__WHAT YOU WILL DO__
Give a verbatim quotation of every record.

__THE DATA__

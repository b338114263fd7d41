//! # Transforms and Coordinate Spaces
//!
//! Objects store a local [`Transform`] relative to whichever space they are
//! attached to (the world root or the viewpoint). Moving an object between
//! spaces without it visibly jumping is [`change_coordinate_space`].

use cgmath::{InnerSpace, Matrix3, Matrix4, One, Quaternion, SquareMatrix, Vector3};

/// Translation, rotation and scale, composed as `T * R * S`.
#[derive(Debug, Clone, Copy, PartialEq)]
pub struct Transform {
    pub position: Vector3<f32>,
    pub rotation: Quaternion<f32>,
    pub scale: Vector3<f32>,
}

impl Transform {
    pub fn identity() -> Self {
        Self {
            position: Vector3::new(0.0, 0.0, 0.0),
            rotation: Quaternion::one(),
            scale: Vector3::new(1.0, 1.0, 1.0),
        }
    }

    pub fn from_position(position: Vector3<f32>) -> Self {
        Self {
            position,
            ..Self::identity()
        }
    }

    pub fn to_matrix(&self) -> Matrix4<f32> {
        let t = Matrix4::from_translation(self.position);
        let r = Matrix4::from(self.rotation);
        let s = Matrix4::from_nonuniform_scale(self.scale.x, self.scale.y, self.scale.z);
        t * r * s // Order matters: T * R * S
    }

    /// Decomposes an affine matrix into translation, rotation and scale.
    ///
    /// A negative determinant is folded into the X scale. Shear is not
    /// representable and is lost.
    pub fn from_matrix(matrix: &Matrix4<f32>) -> Self {
        let position = matrix.w.truncate();

        let mut sx = matrix.x.truncate().magnitude();
        let sy = matrix.y.truncate().magnitude();
        let sz = matrix.z.truncate().magnitude();
        if matrix.determinant() < 0.0 {
            sx = -sx;
        }

        let safe = |s: f32| if s.abs() > f32::EPSILON { s } else { 1.0 };
        let basis = Matrix3::from_cols(
            matrix.x.truncate() / safe(sx),
            matrix.y.truncate() / safe(sy),
            matrix.z.truncate() / safe(sz),
        );

        Self {
            position,
            rotation: Quaternion::from(basis).normalize(),
            scale: Vector3::new(sx, sy, sz),
        }
    }
}

impl Default for Transform {
    fn default() -> Self {
        Self::identity()
    }
}

/// Re-expresses `local` (relative to `from_space`) relative to `to_space`,
/// keeping the resulting world transform unchanged.
///
/// Both spaces are given as world matrices. Returns `None` when `to_space`
/// is singular.
pub fn change_coordinate_space(
    local: &Transform,
    from_space: &Matrix4<f32>,
    to_space: &Matrix4<f32>,
) -> Option<Transform> {
    let to_inverse = to_space.invert()?;
    Some(Transform::from_matrix(
        &(to_inverse * *from_space * local.to_matrix()),
    ))
}

/// Maps a point by an affine matrix.
pub fn transform_point(matrix: &Matrix4<f32>, point: Vector3<f32>) -> Vector3<f32> {
    (matrix * point.extend(1.0)).truncate()
}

__WRITTEN ANSWER__
repository b338114263fd7d41
//! # Transforms and Coordinate Spaces
//!
//! Objects store a local [`Transform`] relative to whichever space they are
//! attached to (the world root or the viewpoint). Moving an object between
//! spaces without it visibly jumping is [`change_coordinate_space`].

use cgmath::{InnerSpace, Matrix3, Matrix4, One, Quaternion, SquareMatrix, Vector3};

/// Translation, rotation and scale, composed as `T * R * S`.
#[derive(Debug, Clone, Copy, PartialEq)]
pub struct Transform {
    pub position: Vector3<f32>,
    pub rotation: Quaternion<f32>,
    pub scale: Vector3<f32>,
}

impl Transform {
    pub fn identity() -> Self {
        Self {
            position: Vector3::new(0.0, 0.0, 0.0),
            rotation: Quaternion::one(),
            scale: Vector3::new(1.0, 1.0, 1.0),
        }
    }

    pub fn from_position(position: Vector3<f32>) -> Self {
        Self {
            position,
            ..Self::identity()
        }
    }

    pub fn to_matrix(&self) -> Matrix4<f32> {
        let t = Matrix4::from_translation(self.position);
        let r = Matrix4::from(self.rotation);
        let s = Matrix4::from_nonuniform_scale(self.scale.x, self.scale.y, self.scale.z);
        t * r * s // Order matters: T * R * S
    }

    /// Decomposes an affine matrix into translation, rotation and scale.
    ///
    /// A negative determinant is folded into the X scale. Shear is not
    /// representable and is lost.
    pub fn from_matrix(matrix: &Matrix4<f32>) -> Self {
        let position = matrix.w.truncate();

        let mut sx = matrix.x.truncate().magnitude();
        let sy = matrix.y.truncate().magnitude();
        let sz = matrix.z.truncate().magnitude();
        if matrix.determinant() < 0.0 {
            sx = -sx;
        }

        let safe = |s: f32| if s.abs() > f32::EPSILON { s } else { 1.0 };
        let basis = Matrix3::from_cols(
            matrix.x.truncate() / safe(sx),
            matrix.y.truncate() / safe(sy),
            matrix.z.truncate() / safe(sz),
        );

        Self {
            position,
            rotation: Quaternion::from(basis).normalize(),
            scale: Vector3::new(sx, sy, sz),
        }
    }
}

impl Default for Transform {
    fn default() -> Self {
        Self::identity()
    }
}

/// Re-expresses `local` (relative to `from_space`) relative to `to_space`,
/// keeping the resulting world transform unchanged.
///
/// Both spaces are given as world matrices. Returns `None` when `to_space`
/// is singular.
pub fn change_coordinate_space(
    local: &Transform,
    from_space: &Matrix4<f32>,
    to_space: &Matrix4<f32>,
) -> Option<Transform> {
    let to_inverse = to_space.invert()?;
    Some(Transform::from_matrix(
        &(to_inverse * *from_space * local.to_matrix()),
    ))
}

/// Maps a point by an affine matrix.
pub fn transform_point(matrix: &Matrix4<f32>, point: Vector3<f32>) -> Vector3<f32> {
    (matrix * point.extend(1.0)).truncate()
}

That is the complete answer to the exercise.